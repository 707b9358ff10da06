//! 剪贴板目标（格式）表
//!
//! # 设计思路
//!
//! 每个目标由“MIME / 原子名”与一个 `info` 编号组成，`info` 标识该目标属于哪一类数据。
//! 宿主在请求数据时只回传 `info`，所有者据此决定提供哪一份数据。
//!
//! # 实现思路
//!
//! - 文本目标沿用 X11 / freedesktop 常见的一组名字，统一以 UTF-8 提供。
//! - URI 列表目标固定为 `text/uri-list`。
//! - 图片目标由导出配置决定，每种可写出的图片类型一个条目。

/// URI 列表目标。
pub const MIME_URI_LIST: &str = "text/uri-list";

/// 文本类目标，顺序即优先级。
const TEXT_TARGETS: &[&str] = &[
    "UTF8_STRING",
    "text/plain;charset=utf-8",
    "text/plain",
    "TEXT",
    "STRING",
];

/// 目标所属的数据类别，数值即注册时的 `info`。
#[derive(Debug, Clone, Copy, PartialEq, Eq, Hash)]
pub enum TargetKind {
    Pixbuf = 0,
    Text = 1,
    Uri = 2,
    Xmp = 3,
}

impl TargetKind {
    pub fn info(self) -> u32 {
        self as u32
    }

    pub fn from_info(info: u32) -> Option<Self> {
        match info {
            0 => Some(Self::Pixbuf),
            1 => Some(Self::Text),
            2 => Some(Self::Uri),
            3 => Some(Self::Xmp),
            _ => None,
        }
    }
}

/// 单个注册目标。
#[derive(Debug, Clone, PartialEq, Eq)]
pub struct TargetEntry {
    pub target: String,
    pub info: u32,
}

impl TargetEntry {
    pub fn new(target: impl Into<String>, info: u32) -> Self {
        Self {
            target: target.into(),
            info,
        }
    }
}

/// 有序且不重复的目标列表。
#[derive(Debug, Clone, Default, PartialEq, Eq)]
pub struct TargetList {
    entries: Vec<TargetEntry>,
}

impl TargetList {
    pub fn new() -> Self {
        Self::default()
    }

    /// 追加单个目标；同名目标已存在时忽略。
    pub fn add(&mut self, target: &str, info: u32) {
        if self.contains(target) {
            return;
        }
        self.entries.push(TargetEntry::new(target, info));
    }

    pub fn add_image_targets<S: AsRef<str>>(&mut self, mime_types: &[S], info: u32) {
        for mime in mime_types {
            self.add(mime.as_ref(), info);
        }
    }

    pub fn add_text_targets(&mut self, info: u32) {
        for target in TEXT_TARGETS.iter() {
            self.add(target, info);
        }
    }

    pub fn add_uri_targets(&mut self, info: u32) {
        self.add(MIME_URI_LIST, info);
    }

    pub fn contains(&self, target: &str) -> bool {
        self.find(target).is_some()
    }

    pub fn find(&self, target: &str) -> Option<&TargetEntry> {
        self.entries
            .iter()
            .find(|e| e.target.eq_ignore_ascii_case(target))
    }

    pub fn entries(&self) -> &[TargetEntry] {
        &self.entries
    }

    pub fn len(&self) -> usize {
        self.entries.len()
    }

    pub fn is_empty(&self) -> bool {
        self.entries.is_empty()
    }

    pub fn into_entries(self) -> Vec<TargetEntry> {
        self.entries
    }
}

/// 目标名是否属于文本类。
pub fn is_text_target(target: &str) -> bool {
    TEXT_TARGETS.iter().any(|t| t.eq_ignore_ascii_case(target))
        || target.to_ascii_lowercase().starts_with("text/plain")
}

/// 目标名是否是图片 MIME 类型。
pub fn is_image_target(target: &str) -> bool {
    target.to_ascii_lowercase().starts_with("image/")
}

/// 全部文本目标名，按优先级排列。
pub fn text_targets() -> &'static [&'static str] {
    TEXT_TARGETS
}
//! 系统剪贴板宿主（基于 arboard）
//!
//! # 设计思路
//!
//! `arboard` 不支持延迟取数，也不能同时写入多种任意格式。
//! 因此注册时立即向所有者索取“最有价值”的一份数据写入系统剪贴板：
//! 有图片目标时写入位图，否则写入文本。其余目标只记录日志。
//!
//! # 实现思路
//!
//! - `arboard::Clipboard` 在所有权期间一直持有：Linux 上进程需要保持该实例
//!   才能继续向其他程序提供剪贴板内容。
//! - 数据写入后系统剪贴板不会再回调，宿主不保留所有者：写入成功即通知
//!   `on_ownership_lost` 并释放引用。其他程序随后接管剪贴板也不会泄漏快照。

use std::borrow::Cow;
use std::cell::RefCell;
use std::fmt;
use std::rc::Rc;

use super::targets::{is_image_target, is_text_target};
use super::{ClipboardHost, ClipboardOwner, SelectionData, TargetEntry};
use crate::error::ClipboardError;
use crate::image_handler::{ExportConfig, pipeline};

/// 系统剪贴板。
pub struct DesktopClipboard {
    config: ExportConfig,
    clipboard: RefCell<Option<arboard::Clipboard>>,
}

impl fmt::Debug for DesktopClipboard {
    fn fmt(&self, f: &mut fmt::Formatter<'_>) -> fmt::Result {
        f.debug_struct("DesktopClipboard")
            .field("config", &self.config)
            .field("opened", &self.clipboard.borrow().is_some())
            .finish()
    }
}

/// 本次注册要写入系统剪贴板的内容。
enum Materialized {
    Image {
        width: usize,
        height: usize,
        bytes: Vec<u8>,
    },
    Text(String),
}

impl DesktopClipboard {
    pub fn new(config: ExportConfig) -> Self {
        Self {
            config,
            clipboard: RefCell::new(None),
        }
    }

    /// 向所有者索取第一个可写入的目标数据。
    fn materialize(
        &self,
        targets: &[TargetEntry],
        owner: &dyn ClipboardOwner,
    ) -> Result<Materialized, ClipboardError> {
        let preferred = targets
            .iter()
            .find(|e| is_image_target(&e.target))
            .or_else(|| targets.iter().find(|e| is_text_target(&e.target)))
            .ok_or_else(|| {
                ClipboardError::Registration("没有系统剪贴板支持的目标".to_string())
            })?;

        for skipped in targets.iter().filter(|e| e.target != preferred.target) {
            log::debug!("⏭️ 系统剪贴板不支持延迟提供，跳过目标 {}", skipped.target);
        }

        let mut selection = SelectionData::new(preferred.target.as_str());
        owner.on_request(&mut selection, preferred.info)?;

        if let Some(pixbuf) = selection.pixbuf() {
            let (width, height, bytes) = pipeline::to_rgba_bytes(pixbuf, &self.config)?;
            return Ok(Materialized::Image {
                width,
                height,
                bytes,
            });
        }
        if let Some(text) = selection.text() {
            return Ok(Materialized::Text(text.to_string()));
        }

        Err(ClipboardError::Registration(format!(
            "所有者未提供 {} 的数据",
            preferred.target
        )))
    }

    fn write(&self, content: Materialized) -> Result<(), ClipboardError> {
        let mut slot = self.clipboard.borrow_mut();
        if slot.is_none() {
            let clipboard = arboard::Clipboard::new()
                .map_err(|e| ClipboardError::Unavailable(format!("无法访问剪贴板：{}", e)))?;
            *slot = Some(clipboard);
        }
        let Some(clipboard) = slot.as_mut() else {
            return Err(ClipboardError::Unavailable("剪贴板实例缺失".to_string()));
        };

        match content {
            Materialized::Image {
                width,
                height,
                bytes,
            } => {
                log::debug!("📋 写入系统剪贴板 - 图片 {}x{}", width, height);
                clipboard
                    .set_image(arboard::ImageData {
                        width,
                        height,
                        bytes: Cow::Owned(bytes),
                    })
                    .map_err(|e| ClipboardError::Registration(format!("写入图片失败：{}", e)))
            }
            Materialized::Text(text) => {
                log::debug!("📋 写入系统剪贴板 - 文本 {} 字符", text.chars().count());
                clipboard
                    .set_text(text)
                    .map_err(|e| ClipboardError::Registration(format!("写入文本失败：{}", e)))
            }
        }
    }
}

impl ClipboardHost for DesktopClipboard {
    fn set_with_owner(
        &self,
        targets: &[TargetEntry],
        owner: Rc<dyn ClipboardOwner>,
    ) -> Result<(), ClipboardError> {
        if targets.is_empty() {
            return Err(ClipboardError::Registration("目标列表为空".to_string()));
        }

        let content = self.materialize(targets, owner.as_ref())?;
        self.write(content)?;

        log::info!("✅ 已写入系统剪贴板 - {} 个目标", targets.len());

        // 不会再有延迟请求，立即交还所有权
        owner.on_ownership_lost();
        Ok(())
    }

    fn clear(&self) {
        if let Some(clipboard) = self.clipboard.borrow_mut().as_mut() {
            if let Err(err) = clipboard.clear() {
                log::warn!("⚠️ 清空系统剪贴板失败：{}", err);
            }
        }
    }
}
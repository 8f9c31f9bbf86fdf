use thiserror::Error;

#[derive(Debug, Error)]
pub enum InterpretError {
    #[error("model invocation failed: {0}")]
    Invocation(String),

    #[error("response parsing failed: {0}")]
    ResponseParse(String),
}
//! Screen view models.
//!
//! `render` is a pure function from current data plus screen parameters to
//! a renderable description. It owns no rendering technology; the terminal
//! shell (or any other front end) decides how a `ScreenView` is drawn.

use jiff::Timestamp;

use psychosuite_core::models::Client;
use psychosuite_instruments::session::SessionState;
use psychosuite_instruments::{all_instruments, get_instrument};
use psychosuite_store::db::Database;

use crate::error::AppError;
use crate::nav::Screen;
use crate::state::ActiveRun;

/// A result row in a list (client detail, report builder).
#[derive(Debug, Clone)]
pub struct ResultCard {
    pub result_id: String,
    pub test_name: String,
    pub administered_at: Timestamp,
    pub total: u32,
}

/// An instrument row on the test selection screen.
#[derive(Debug, Clone)]
pub struct TestCard {
    pub test_id: String,
    pub name: String,
    pub description: String,
}

/// An answer option on the test runner screen.
#[derive(Debug, Clone)]
pub struct OptionCard {
    pub text: String,
    pub score: u32,
}

/// Interpretation as shown on the result screen: attached narrative, or
/// still pending.
#[derive(Debug, Clone)]
pub enum InterpretationView {
    Ready(String),
    Pending,
}

#[derive(Debug, Clone)]
pub enum ScreenView {
    ClientList {
        clients: Vec<Client>,
    },
    ClientForm {
        editing: Option<Client>,
    },
    ClientDetail {
        client: Client,
        results: Vec<ResultCard>,
    },
    TestSelection {
        client: Client,
        tests: Vec<TestCard>,
    },
    TestRunner {
        client: Client,
        test_name: String,
        /// 1-based for display.
        question_number: usize,
        question_count: usize,
        prompt: String,
        options: Vec<OptionCard>,
        /// False on the first question, where back cancels the run.
        can_undo: bool,
    },
    ResultView {
        client: Client,
        test_name: String,
        administered_at: Timestamp,
        total: u32,
        scale_summary: String,
        interpretation: InterpretationView,
    },
    ReportBuilder {
        client: Client,
        candidates: Vec<ResultCard>,
    },
}

fn result_cards(db: &Database, client_id: &str) -> Result<Vec<ResultCard>, AppError> {
    db.client_results(client_id)
        .into_iter()
        .map(|r| {
            let instrument = get_instrument(&r.test_id)?;
            Ok(ResultCard {
                result_id: r.id,
                test_name: instrument.name().to_string(),
                administered_at: r.administered_at,
                total: r.total,
            })
        })
        .collect()
}

/// Render one screen. Fails only on dangling ids (unknown client, result,
/// or instrument) or a runner screen without a matching active run.
pub fn render(
    db: &Database,
    screen: &Screen,
    run: Option<&ActiveRun>,
) -> Result<ScreenView, AppError> {
    match screen {
        Screen::ClientList => Ok(ScreenView::ClientList {
            clients: db.clients(),
        }),

        Screen::ClientForm { client_id } => {
            let editing = match client_id {
                Some(id) => Some(db.client(id)?),
                None => None,
            };
            Ok(ScreenView::ClientForm { editing })
        }

        Screen::ClientDetail { client_id } => Ok(ScreenView::ClientDetail {
            client: db.client(client_id)?,
            results: result_cards(db, client_id)?,
        }),

        Screen::TestSelection { client_id } => {
            let tests = all_instruments()
                .iter()
                .map(|i| TestCard {
                    test_id: i.id().to_string(),
                    name: i.name().to_string(),
                    description: i.description().to_string(),
                })
                .collect();
            Ok(ScreenView::TestSelection {
                client: db.client(client_id)?,
                tests,
            })
        }

        Screen::TestRunner { client_id, test_id } => {
            let run = run
                .filter(|r| {
                    r.client_id == *client_id
                        && r.session.test_id() == test_id.as_str()
                        && r.session.state() == SessionState::InProgress
                })
                .ok_or(AppError::NoActiveRun)?;
            let instrument = get_instrument(test_id)?;
            let index = run.session.current_question();
            let question = instrument
                .questions()
                .get(index)
                .ok_or(AppError::NoActiveRun)?;
            Ok(ScreenView::TestRunner {
                client: db.client(client_id)?,
                test_name: instrument.name().to_string(),
                question_number: index + 1,
                question_count: instrument.questions().len(),
                prompt: question.prompt.clone(),
                options: question
                    .options
                    .iter()
                    .map(|o| OptionCard {
                        text: o.text.clone(),
                        score: o.score,
                    })
                    .collect(),
                can_undo: index > 0,
            })
        }

        Screen::ResultView { result_id } => {
            let result = db.result(result_id)?;
            let client = db.client(&result.client_id)?;
            let instrument = get_instrument(&result.test_id)?;
            let interpretation = match &result.interpretation {
                Some(text) => InterpretationView::Ready(text.clone()),
                None => InterpretationView::Pending,
            };
            Ok(ScreenView::ResultView {
                client,
                test_name: instrument.name().to_string(),
                administered_at: result.administered_at,
                total: result.total,
                scale_summary: instrument.ladder().interpret(result.total),
                interpretation,
            })
        }

        Screen::ReportBuilder { client_id } => Ok(ScreenView::ReportBuilder {
            client: db.client(client_id)?,
            candidates: result_cards(db, client_id)?,
        }),
    }
}
use serde::{Deserialize, Serialize};

/// A registered client. Created by the practitioner, mutated only by edit;
/// there is no delete operation.
///
/// The serde aliases accept records persisted by the two legacy prototype
/// schemas (camelCase, `name` vs `fullName`); everything is re-written in
/// the canonical snake_case form on the next save.
#[derive(Debug, Clone, PartialEq, Eq, Serialize, Deserialize)]
pub struct Client {
    pub id: String,
    #[serde(alias = "fullName", alias = "name")]
    pub full_name: String,
    #[serde(alias = "birthDate")]
    pub birth_date: jiff::civil::Date,
    #[serde(default)]
    pub notes: String,
}
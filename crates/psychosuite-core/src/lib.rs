//! psychosuite-core
//!
//! Pure domain types and id generation. No storage or AWS dependency —
//! this is the shared vocabulary of the PsychoSuite system.

pub mod id;
pub mod models;
//! psychosuite-app library root.
//!
//! Application state, navigation, screen view models, and the command
//! layer. Exposed as a library so integration tests can drive the whole
//! flow without the terminal front end.

pub mod commands;
pub mod config;
pub mod error;
pub mod nav;
pub mod state;
pub mod view;
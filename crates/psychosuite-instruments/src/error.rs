use thiserror::Error;

#[derive(Debug, Error)]
pub enum InstrumentError {
    #[error("unknown instrument: {0}")]
    UnknownInstrument(String),

    #[error("{instrument_id}: expected {expected} answers, got {got}")]
    AnswerCountMismatch {
        instrument_id: String,
        expected: usize,
        got: usize,
    },
}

────────────────────────────────────────

- [TRY IT]
Copy each line of the entries that includes the word "SessionState".

- [SOLVED PROBLEM]
use psychosuite_instruments::session::SessionState;
                        && r.session.state() == SessionState::InProgress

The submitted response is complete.